TASK - Your answer must be an exact copy of the lines from the one holding "let shift = (i" through the last line of the entries below, with nothing added.

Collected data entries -
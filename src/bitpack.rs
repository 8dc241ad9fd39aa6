//! Palette-index bit packing (§4.2): a fixed array of small non-negative
//! integers packed into 64-bit words at a chosen width, no entry straddling a
//! word boundary (the pre-1.16 layout; see §9's "Modern bit-packing" note).

use crate::error::Error;

/// `width = max(4, ceil(log2(palette_size)))`. A palette of size 0 or 1 still
/// uses width 4.
pub fn width_for_palette_len(palette_len: usize) -> u32 {
    let bits = if palette_len <= 1 {
        0
    } else {
        (usize::BITS - (palette_len - 1).leading_zeros()).max(1)
    };
    bits.max(4)
}

fn entries_per_word(width: u32) -> usize {
    (64 / width) as usize
}

/// Packs `entries` into 64-bit words at `width` bits per entry. Lowest-index
/// entry occupies the least significant bits of the first word; entries never
/// straddle a word boundary, so the last word in each group may be padded
/// with zero bits above the final entry.
///
/// Each word is built unsigned and then reinterpreted bit-for-bit as signed,
/// because the destination NBT type (LONG) is signed (§4.2 "Signed-word
/// quirk").
pub fn pack(entries: &[u32], width: u32) -> Result<Vec<i64>, Error> {
    let per_word = entries_per_word(width);
    let max = 1u64 << width;
    let mut words = Vec::with_capacity(entries.len().div_ceil(per_word).max(1));

    for chunk in entries.chunks(per_word) {
        let mut word: u64 = 0;
        for &value in chunk.iter().rev() {
            if u64::from(value) >= max {
                return Err(Error::OutOfRange {
                    value: u64::from(value),
                    width,
                });
            }
            word = (word << width) | u64::from(value);
        }
        words.push(word as i64);
    }
    Ok(words)
}

/// Decodes `count` entries of `width` bits each from `words`. The LONG
/// payload is treated as an unsigned bit pattern, the mirror of `pack`'s
/// signed reinterpretation.
pub fn unpack(words: &[i64], width: u32, count: usize) -> Result<Vec<u32>, Error> {
    let per_word = entries_per_word(width);
    let expected_words = count.div_ceil(per_word).max(1);
    // Tolerate exactly one extra trailing all-zero LONG (a known real-world
    // Anvil over-padding quirk), but never a shortfall: a word count below
    // what `count` entries require means the array was actually truncated.
    if words.len() != expected_words && words.len() != expected_words + 1 {
        return Err(Error::CorruptLength {
            expected: expected_words,
            found: words.len(),
            width,
        });
    }

    let mask = (1u64 << width) - 1;
    let mut out = Vec::with_capacity(count);
    for i in 0..count {
        let word = words[i / per_word] as u64;
        let shift = (i % per_word) as u32 * width;
        out.push(((word >> shift) & mask) as u32);
    }
    Ok(out)
}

YOUR SOLUTION -
        let shift = (i % per_word) as u32 * width;
        out.push(((word >> shift) & mask) as u32);
    }
    Ok(out)
}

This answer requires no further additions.